LOL Tom ...I have more compassion than you could imagine.But I also have a sense of hee haw .
Them other countrys...good on them . You may of missed an important part here .

IF YOU CROSS THE * enter country here * BORDER *ILLEGALLY*.....this is what happens .

If I go to visit any country I don't think I would sneak in with no i/d on a boat piloted by say smugglers ...lets say.... oh unless it was Canada it seems ....

I hesitated putting this up and even edited to say I received an e-mail.I felt bad about the last sentence with the word I in it referring to me....not .. ( that was part of the e-mail.)
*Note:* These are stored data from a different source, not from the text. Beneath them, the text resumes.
//! Integration tests for the chat-completion client.
//!
//! These tests make real API calls to the configured generation endpoint.
//! Run with:
//!   TUNEFORGE_LLM_BASE_URL=http://localhost:4000 TUNEFORGE_LLM_MODEL=mistral-7b-instruct \
//!     cargo test --test llm_integration -- --ignored

use std::sync::Arc;

use tuneforge::config::AppConfig;
use tuneforge::llm::{ChatClient, GenerationRequest, LlmProvider, Message, SyntheticGenerator};

/// Endpoint settings from the environment, on top of the defaults.
fn test_config() -> AppConfig {
    let mut config = AppConfig::default();
    if let Ok(url) = std::env::var("TUNEFORGE_LLM_BASE_URL") {
        config = config.with_llm_base_url(url);
    }
    if let Ok(key) = std::env::var("TUNEFORGE_LLM_API_KEY") {
        config = config.with_llm_api_key(key);
    }
    if let Ok(model) = std::env::var("TUNEFORGE_LLM_MODEL") {
        config = config.with_llm_model(model);
    }
    config
}

fn create_test_client() -> ChatClient {
    ChatClient::from_config(&test_config())
}

#[tokio::test]
#[ignore] // Run with: cargo test --test llm_integration -- --ignored
async fn test_simple_generation() {
    let client = create_test_client();

    let request = GenerationRequest::new(
        "",
        vec![
            Message::system("You are a helpful assistant. Reply concisely."),
            Message::user("What is 2 + 2? Reply with just the number."),
        ],
    )
    .with_max_tokens(10)
    .with_temperature(0.0);

    let response = client.generate(request).await;
    assert!(response.is_ok(), "Generation failed: {:?}", response.err());

    let response = response.expect("Should have response");
    assert!(
        !response.choices.is_empty(),
        "Should have at least one choice"
    );

    let content = response.first_content().expect("Should have content");
    assert!(
        content.contains('4'),
        "Response should contain '4', got: {}",
        content
    );

    assert!(response.usage.total_tokens > 0, "Should have token usage");
}

#[tokio::test]
#[ignore]
async fn test_generator_warm_up() {
    let config = test_config();
    let client = Arc::new(ChatClient::from_config(&config));
    let generator = SyntheticGenerator::from_config(client, &config);

    let result = generator.warm_up().await;
    assert!(result.is_ok(), "Warm-up failed: {:?}", result.err());
}

#[tokio::test]
#[ignore]
async fn test_generate_pair_from_context() {
    let config = test_config();
    let client = Arc::new(ChatClient::from_config(&config));
    let generator = SyntheticGenerator::from_config(client, &config);

    let context = "The Transformer architecture replaced recurrence with \
        self-attention. Each layer computes attention weights between every \
        pair of positions in the input sequence, which allows training to be \
        parallelized across the sequence dimension and captures long-range \
        dependencies more directly than an RNN.";

    let pair = generator.generate_pair(context).await;
    assert!(pair.is_ok(), "Pair generation failed: {:?}", pair.err());

    let pair = pair.expect("Should have pair");
    assert!(!pair.user_message.is_empty(), "Question should not be empty");
    assert!(
        !pair.assistant_message.is_empty(),
        "Answer should not be empty"
    );
}

#[tokio::test]
#[ignore]
async fn test_meaningfulness_gate_rejects_boilerplate() {
    let config = test_config();
    let client = Arc::new(ChatClient::from_config(&config));
    let generator = SyntheticGenerator::from_config(client, &config);

    let boilerplate = "Page 4 of 12. Copyright 2019. All rights reserved. \
        This page intentionally left blank. Confidential. Do not distribute. \
        Printed in triplicate for archival purposes only.";

    let verdict = generator.is_unit_meaningful(boilerplate).await;
    assert!(verdict.is_ok(), "Gate call failed: {:?}", verdict.err());
    assert!(
        !verdict.expect("Should have verdict"),
        "Boilerplate should not pass the meaningfulness gate"
    );
}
There is compassion here...( My country is a great Multicultural country....no one even comes close my friend. ) ...but it has to be mixed with fairness and at least a bit of common sense. That what the joke is about.....( did you realize there were explosive residue and related stuff on the last boat load of Ilegal Visitors to grace our coast....just sayin eh. 
BTW not all of it is true ...I don't think they give em Credit cards.
As for Posters 5.6 & 7 ... thanks for getting it as funny....sorta .

I


----------



## beN (Apr 21, 2010)

awesome! 
ya people take for granted what we have here in Canada. Id still rather live in another province though. It's to expensive to live here. But I can tell ya what we do pay for, the beauty/mountains/rivers/mountains & wildlife here.


----------



## rescuepenguin (Apr 21, 2010)

Aquaman said:


> * SOCIAL SECURITY CARD,
> * FOOD STAMPS,
> * CREDIT CARDS,
> * FREE HEALTH CARE,
> ...


 Looking at these 5 points leads me to believe that it was written by an American who is poking fun at us.

Steve


----------



## keitarosan (Apr 21, 2010)

credit cards??? what on earth??? when we came here (legally of course. ), we put in our life savings in 1 bank (TD - i hate TD) and applied for a credit card to start building our credit history to buy a house, car, etc. we were denied of having it because...... we don't have credit history. what the..... i don't get it.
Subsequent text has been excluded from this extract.